Publication Type : Conference Paper
Publisher : IEEE
Source : In 2022 IEEE North Karnataka Subsection Flagship International Conference (NKCon) (pp. 1-7). IEEE
Url : https://ieeexplore.ieee.org/document/10127067
Campus : Bengaluru
School : School of Engineering
Department : Electronics and Communication
Year : 2022
Abstract : The paper proposes the design and implementation of a model that translates live voice or audio recordings of a native Indian regional language (Telugu) to text and further matches it to sign language animations from the pre-defined Graphics Interchange Format (GIF) dataset. The speech is converted to text using Google API. If the text matches with the words in GIF dataset, it generates the respective GIF. A GUI interface is also developed which displays ISL text alphabetically if the given input is outside the range of GIF dataset. Alongside, the performance of four powerful deep learning networks viz. RNN, LSTM, Bi-LSTM, and GRU, has been compared and trained over a Telugu multi-speaker speech dataset for speech recognition.

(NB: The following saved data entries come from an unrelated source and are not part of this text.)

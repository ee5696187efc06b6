use clap::Parser;

use livelog::cli::Cli;
use livelog::runtime::modes;

#[tokio::main]
async fn main() {
    let cli = Cli::parse();

    if let Err(e) = modes::run(cli).await {
        eprintln!("{}", modes::format_error(&e));
        std::process::exit(1);
    }
}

The proposed models yielded accuracies of 51% for RNN, 68% for LSTM, 90% for Bi-LSTM and 88% for GRU. On evaluating the models, Google API-based speech to sign language conversion has been most promising and consistent with precision and recall scores of 94% each and a word error rate of 4.1%.
Cite this Research Publication : Reddy, B. R., Reddy, D. S. T., Preetham, S., & Vekkot, S. (2022, November). Creation of GIF dataset and implementation of a speech-to-sign language translator in Telugu. In 2022 IEEE North Karnataka Subsection Flagship International Conference (NKCon) (pp. 1-7). IEEE.